License-File: LICENSE
Classifier: Environment :: Console
Classifier: Intended Audience :: Science/Research
Classifier: License :: OSI Approved :: MIT License
Classifier: Natural Language :: English
Classifier: Operating System :: MacOS :: MacOS X
Classifier: Operating System :: POSIX
Classifier: Operating System :: Unix
Classifier: Programming Language :: Python
Classifier: Topic :: Scientific/Engineering
Classifier: Topic :: Scientific/Engineering :: Bio-Informatics
Requires-Python: <3.12,>=3.10
Requires-Dist: cpg-flow~=1.2
Requires-Dist: pyspark==3.5.3
Provides-Extra: test
Requires-Dist: bump-my-version; extra == 'test'
Requires-Dist: pre-commit; extra == 'test'
Requires-Dist: pytest; extra == 'test'
Requires-Dist: pytest-xdist>=3.6.0; extra == 'test'
Description-Content-Type: text/markdown

# ClinVar, re-summarised

## Motivation

During the creation of [Talos](https://www.github.com/populationgenomics/automated-interpretation-pipeline), a tool for identifying clinically relevant variants in large cohorts, we use [ClinVar](https://www.ncbi.nlm.nih.gov/clinvar/) ratings as a contributing factor in determining pathogenicity.
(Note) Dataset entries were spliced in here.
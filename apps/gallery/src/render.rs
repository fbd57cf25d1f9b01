//! Plain-text output of a result set, one shape per gallery layout.

use std::fmt::Write as _;

use shared::domain::{GalleryLayout, Photo};

const GRID_COLUMNS: usize = 4;
const GRID_CELL_WIDTH: usize = 16;

pub fn render(layout: GalleryLayout, photos: &[Photo]) -> String {
    if photos.is_empty() {
        return "no photos\n".to_string();
    }
    match layout {
        GalleryLayout::Grid => render_grid(photos),
        GalleryLayout::Carousel => render_carousel(photos),
        GalleryLayout::List => render_list(photos),
        GalleryLayout::Cards => render_cards(photos),
    }
}

fn caption(photo: &Photo) -> &str {
    photo.alt_text.as_deref().unwrap_or("untitled")
}

fn render_grid(photos: &[Photo]) -> String {
    let mut out = String::new();
    for row in photos.chunks(GRID_COLUMNS) {
        let cells: Vec<String> = row
            .iter()
            .map(|photo| format!("{:<width$}", photo.id.to_string(), width = GRID_CELL_WIDTH))
            .collect();
        out.push_str(cells.join(" ").trim_end());
        out.push('\n');
    }
    out
}

fn render_carousel(photos: &[Photo]) -> String {
    let total = photos.len();
    let mut out = String::new();
    for (index, photo) in photos.iter().enumerate() {
        let _ = writeln!(
            out,
            "[{}/{total}] {} {}",
            index + 1,
            caption(photo),
            photo.image_urls.regular
        );
    }
    out
}

fn render_list(photos: &[Photo]) -> String {
    let mut out = String::new();
    for photo in photos {
        let _ = writeln!(
            out,
            "{}  {}  by {} (@{})  {} likes",
            photo.id,
            caption(photo),
            photo.creator.name,
            photo.creator.username,
            photo.like_count
        );
    }
    out
}

fn render_cards(photos: &[Photo]) -> String {
    let mut out = String::new();
    for photo in photos {
        let views = photo
            .view_count
            .map(|views| format!(", {views} views"))
            .unwrap_or_default();
        let _ = writeln!(out, "{}", caption(photo));
        let _ = writeln!(out, "  id:      {}", photo.id);
        let _ = writeln!(
            out,
            "  by:      {} (@{})",
            photo.creator.name, photo.creator.username
        );
        let _ = writeln!(
            out,
            "  size:    {}x{}",
            photo.dimensions.width, photo.dimensions.height
        );
        let _ = writeln!(out, "  stats:   {} likes{views}", photo.like_count);
        let _ = writeln!(out, "  taken:   {}", photo.created_at.format("%Y-%m-%d"));
        let _ = writeln!(out, "  image:   {}", photo.image_urls.small);
        out.push('\n');
    }
    out
}

#[cfg(test)]
mod tests {
    use shared::domain::{Creator, Dimensions, ImageUrls, PhotoId};

    use super::*;

    fn photo(id: &str, alt: Option<&str>) -> Photo {
        Photo {
            id: PhotoId(id.to_string()),
            image_urls: ImageUrls {
                raw: format!("https://img/{id}/raw"),
                full: format!("https://img/{id}/full"),
                regular: format!("https://img/{id}/regular"),
                small: format!("https://img/{id}/small"),
                thumb: format!("https://img/{id}/thumb"),
            },
            alt_text: alt.map(str::to_string),
            creator: Creator {
                name: "Vivian Maier".to_string(),
                username: "vmaier".to_string(),
                avatar_url: "https://avatars/vm".to_string(),
            },
            dimensions: Dimensions {
                width: 600,
                height: 600,
            },
            like_count: 9,
            view_count: Some(90),
            created_at: "2022-07-09T16:30:00Z".parse().expect("timestamp"),
        }
    }

    #[test]
    fn empty_result_prints_placeholder() {
        assert_eq!(render(GalleryLayout::Cards, &[]), "no photos\n");
    }

    #[test]
    fn list_prints_one_line_per_photo() {
        let out = render(
            GalleryLayout::List,
            &[photo("a1", Some("street")), photo("a2", None)],
        );
        let lines: Vec<_> = out.lines().collect();
        assert_eq!(lines.len(), 2);
        assert_eq!(lines[0], "a1  street  by Vivian Maier (@vmaier)  9 likes");
        assert!(lines[1].contains("untitled"));
    }

    #[test]
    fn grid_wraps_rows() {
        let photos: Vec<_> = (0..6).map(|i| photo(&format!("g{i}"), None)).collect();
        let out = render(GalleryLayout::Grid, &photos);
        let rows: Vec<_> = out.lines().collect();
        assert_eq!(rows.len(), 2);
        assert!(rows[0].starts_with("g0"));
        assert!(rows[1].starts_with("g4"));
        assert!(rows[1].ends_with("g5"));
    }

    #[test]
    fn carousel_numbers_slides() {
        let out = render(
            GalleryLayout::Carousel,
            &[photo("c1", Some("one")), photo("c2", Some("two"))],
        );
        assert!(out.starts_with("[1/2] one https://img/c1/regular\n"));
        assert!(out.contains("[2/2] two"));
    }

    #[test]
    fn cards_include_stats_and_date() {
        let out = render(GalleryLayout::Cards, &[photo("k1", Some("pier"))]);
        assert!(out.contains("  stats:   9 likes, 90 views"));
        assert!(out.contains("  taken:   2022-07-09"));
        assert!(out.contains("  size:    600x600"));
    }
}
During development of this tool we determined that the default summaries generated in ClinVar were highly conservative; see the [table here](https://www.ncbi.nlm.nih.gov/clinvar/docs/clinsig/#agg_germline) describing the aggregate classification logic.

## Content

This repository contains an alternative algorithm ([described here](docs/algorithm.md)) for re-aggregating the individual ClinVar submissions, generating decisions which favour clear assignment of pathogenic/benign ratings instead of defaulting to 'conflicting'. These ratings are not intended as a replacement of ClinVar's own decisions, but may provide value by showing that that though conflicting submissions exist, there is a clear bias towards either benign or pathogenic ratings.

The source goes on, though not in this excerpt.